I've got the house airing out and am going mobile with the new computer, which I am still enjoying, though I'm feeling a lot of schadenfreude about being a Mac owner. I'm comfortable with Mac, (as I've long lived a cross platform existence) it does lots of cool things, and I've poached some highpower layout programs to try out for fun and profit. But I don't want to be a Mac person, even if I am planning on making my own case out of some Marimekko remnants. (Making me, as Brother pointed out, even more of a Mac person. "Are you going to stick your apple sticker on your HondaFit?" he teased.)

I've been pretty quiet lately because I've been feeling pretty blue. I did have a wonderful moment Friday going to the brewery with Linnet & husband. We ran into a whole bunch of other people I knew, but most of them didn't know each other. It was what I imagined my bday being like (for those of you who were there for that fiasco---still much appreciated, btw---) and a total unexpected delight at the end of my day.
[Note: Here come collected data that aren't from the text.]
//! Shared world state.
//!
//! ## GameState
//!
//! Everything the subsystems act on, owned in one place:
//! - Battlefield (grid, units, rosters)
//! - Deck and the two hands
//! - Equipment registry
//! - Reaction RNG stream
//! - Event outbox and action history
//!
//! Subsystems borrow it mutably for the duration of one operation; nothing
//! is reachable through globals.

use im::Vector;
use serde::{Deserialize, Serialize};
use tracing::{debug, info};

use super::action::{Action, ActionRecord};
use super::config::SimConfig;
use super::entity::{CardId, UnitId};
use super::event::SimEvent;
use super::rng::GameRng;
use super::team::{Team, TeamMap};
use crate::cards::{Card, Deck, Hand};
use crate::equipment::EquipmentRegistry;
use crate::grid::Grid;
use crate::units::{Battlefield, DamageOutcome};

/// Where every card currently is.
///
/// `total()` stays equal to the deck size for the whole game.
#[derive(Clone, Copy, Debug, PartialEq, Eq, Serialize, Deserialize)]
pub struct CardCensus {
    pub draw_pile: usize,
    pub discard_pile: usize,
    pub hands: usize,
    pub equipped: usize,
}

impl CardCensus {
    #[must_use]
    pub fn total(&self) -> usize {
        self.draw_pile + self.discard_pile + self.hands + self.equipped
    }
}

/// The complete simulation world.
#[derive(Clone, Debug)]
pub struct GameState {
    pub config: SimConfig,
    pub battlefield: Battlefield,
    pub deck: Deck,
    pub hands: TeamMap<Hand>,
    pub equipment: EquipmentRegistry,

    /// Turn number (starts at 1 on the first player turn).
    pub turn_number: u32,

    /// Side whose actions are being recorded.
    pub active_team: Team,

    reaction_rng: GameRng,
    action_sequence: u32,
    events: Vec<SimEvent>,
    history: Vector<ActionRecord>,
}

impl GameState {
    /// Build the world for `config`. Units are added afterwards.
    ///
    /// # Panics
    ///
    /// If the config is invalid.
    #[must_use]
    pub fn new(config: SimConfig) -> Self {
        config.validate();

        let root = GameRng::new(config.seed);
        let deck = Deck::new(&config.deck, root.for_context("shuffle"));
        let grid = Grid::new(config.grid_width, config.grid_height);
        let hand_size = config.max_hand_size;

        Self {
            battlefield: Battlefield::new(grid),
            deck,
            hands: TeamMap::new(|_| Hand::new(hand_size)),
            equipment: EquipmentRegistry::new(config.max_equipment_slots),
            turn_number: 0,
            active_team: Team::Player,
            reaction_rng: root.for_context("reaction"),
            action_sequence: 0,
            events: Vec::new(),
            history: Vector::new(),
            config,
        }
    }

    // === Events ===

    pub fn emit(&mut self, event: SimEvent) {
        self.events.push(event);
    }

    /// Take all pending events, oldest first.
    pub fn drain_events(&mut self) -> Vec<SimEvent> {
        std::mem::take(&mut self.events)
    }

    // === History ===

    /// Append a committed action. `team` is the side that acted, which is
    /// not always the active team (a Defend played in reaction).
    pub fn record(&mut self, team: Team, action: Action) {
        self.action_sequence += 1;
        let record = ActionRecord::new(team, action, self.turn_number, self.action_sequence);
        debug!(team = %record.team, turn = record.turn, seq = record.sequence, action = ?record.action, "action");
        self.history.push_back(record);
    }

    #[must_use]
    pub fn history(&self) -> &Vector<ActionRecord> {
        &self.history
    }

    /// Begin a new turn for `team`.
    pub fn begin_turn(&mut self, team: Team) {
        self.turn_number += 1;
        self.active_team = team;
        self.action_sequence = 0;
    }

    // === Cards ===

    /// Draw into a team's hand, reporting draws and reshuffles.
    pub fn draw_into(&mut self, team: Team, count: usize) -> Vec<CardId> {
        let reshuffles = self.deck.reshuffle_count();
        let drawn = self.deck.draw(count, &mut self.hands[team]);

        if self.deck.reshuffle_count() != reshuffles {
            let draw_pile = self.deck.draw_count();
            self.emit(SimEvent::DeckReshuffled { draw_pile });
        }
        debug!(%team, drawn = drawn.len(), hand = self.hands[team].len(), "drew cards");
        self.emit(SimEvent::CardsDrawn {
            team,
            cards: drawn.clone(),
        });
        drawn
    }

    /// Remove a card from a team's hand.
    ///
    /// # Panics
    ///
    /// If the card is not in that hand.
    pub fn take_card(&mut self, team: Team, card: CardId) -> Card {
        self.hands[team].take(card)
    }

    /// Counts per card location.
    #[must_use]
    pub fn census(&self) -> CardCensus {
        CardCensus {
            draw_pile: self.deck.draw_count(),
            discard_pile: self.deck.discard_count(),
            hands: self.hands.iter().map(|(_, h)| h.len()).sum(),
            equipped: self.equipment.total_equipped(),
        }
    }

    /// Label shown next to a played card: the unit's name, prefixed with
    /// "Enemy" for AI units.
    #[must_use]
    pub fn actor_label(&self, unit: UnitId) -> String {
        match self.battlefield.unit(unit) {
            Some(u) if u.team == Team::Enemy => format!("Enemy {}", u.name),
            Some(u) => u.name.clone(),
            None => unit.to_string(),
        }
    }

    // === Randomness ===

    /// Uniform sample in `[0, 1)` from the reaction stream.
    pub fn reaction_roll(&mut self) -> f64 {
        self.reaction_rng.gen_unit()
    }

    // === Unit lifecycle ===

    /// Run one damage event against `unit`, removing it if it dies.
    ///
    /// Returns `None` if the unit is not on the battlefield.
    pub fn apply_damage(&mut self, unit: UnitId, incoming: i32) -> Option<DamageOutcome> {
        let outcome = self.battlefield.unit_mut(unit)?.take_damage(incoming);

        if let DamageOutcome::Taken { amount, remaining } = outcome {
            self.emit(SimEvent::UnitDamaged { unit, amount, remaining });
        }
        if outcome.is_lethal() {
            self.kill(unit);
        }
        Some(outcome)
    }

    /// Restore health. Returns the amount restored.
    pub fn heal(&mut self, unit: UnitId, amount: i32) -> Option<i32> {
        let target = self.battlefield.unit_mut(unit)?;
        let healed = target.heal(amount);
        let remaining = target.stats.current_health;
        self.emit(SimEvent::UnitHealed {
            unit,
            amount: healed,
            remaining,
        });
        Some(healed)
    }

    /// Take a unit off the field and discard its equipment.
    fn kill(&mut self, unit: UnitId) {
        if let Some(dead) = self.battlefield.remove(unit) {
            let discarded = self.equipment.clear(unit, &mut self.deck);
            info!(unit = %dead.id, name = %dead.name, team = %dead.team, discarded, "unit defeated");
            self.emit(SimEvent::UnitDied { unit });
        }
    }
}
So, since I'm not prepared to discuss the issues, I guess it's time for media reviews. I watched the first season of Saving Grace, which was a disappointment with the exception of Holly Hunter's performance and the character assassination episode where they parade a collection of lovers through her office. "That was just Spring. Too bad they didn't bring last fall!" she said as she defended her right to promiscuity. The show definitely improved towards the end where they brought some complexity to her characterization and the whole notion of salvation, before ending the series on a stereotypical note of sexual abuse.

More on Saving Grace can be found here: http://zalena.livejournal.com/781410.html

I also finished Nick Mamatas' Under My Roof, which a number of you have posted about here. The basic premise of this kids' dad assembling a nuclear device out of little bits of radioactivity found in household objects and declaring sovereignty is hilarious. The satire that follows is hilarious, but I can't help but think what would actually happen in this situation would be more akin to Waco. A number of people posted on the difficulty of using the book in the classroom; I can certainly see that challenge and am wondering at what age the appreciation of satire kicks in.

I feel like there's something else I should be posting about, but I can't think of what: any suggestions?
There's a brief interview with Doris Lessing in the Times, today. She's one of my heroes, even though I don't always like her books and certainly haven't read them all. (I'm currently in the middle of the second volume of her autobiography. The first volume Under My Skin is a major work.)

She's announced that Alfred & Emily---her most recent book imaging the life her parents might have had if WWI had never happened---will be her last book; which to me suggests she is anticipating her death. She's also claimed (though it isn't addressed in this interview) that she wishes she'd never won the Nobel Prize for literature, it has complicated her life.

There is also a photo essay about the women from the FLDS compound in Texas. An image of girls bouncing on a trampoline caught my eye. The FLDS fiasco and its resulting ripples have me thinking a lot about the following idea expressed in a recent essay from one of my other heroes (and protege of Bloom, also mentioned in the Lessing interview) Camille Paglia.

Paglia gave a lecture called Feminism Past and Present: Ideology, Action, and Reform at The Legacy and Future of Feminism conference in which she addresses some of the inherent conflict in feminist ideology and practice. One of her most pressing concerns is the following question:

Feminism certainly has an obligation to protest and, if possible, to correct concrete abuses of women and children in Third World nations. But feminism might look very different in more traditional or religious societies, where motherhood and family are still valorized and where the independent career woman is less typical or admired.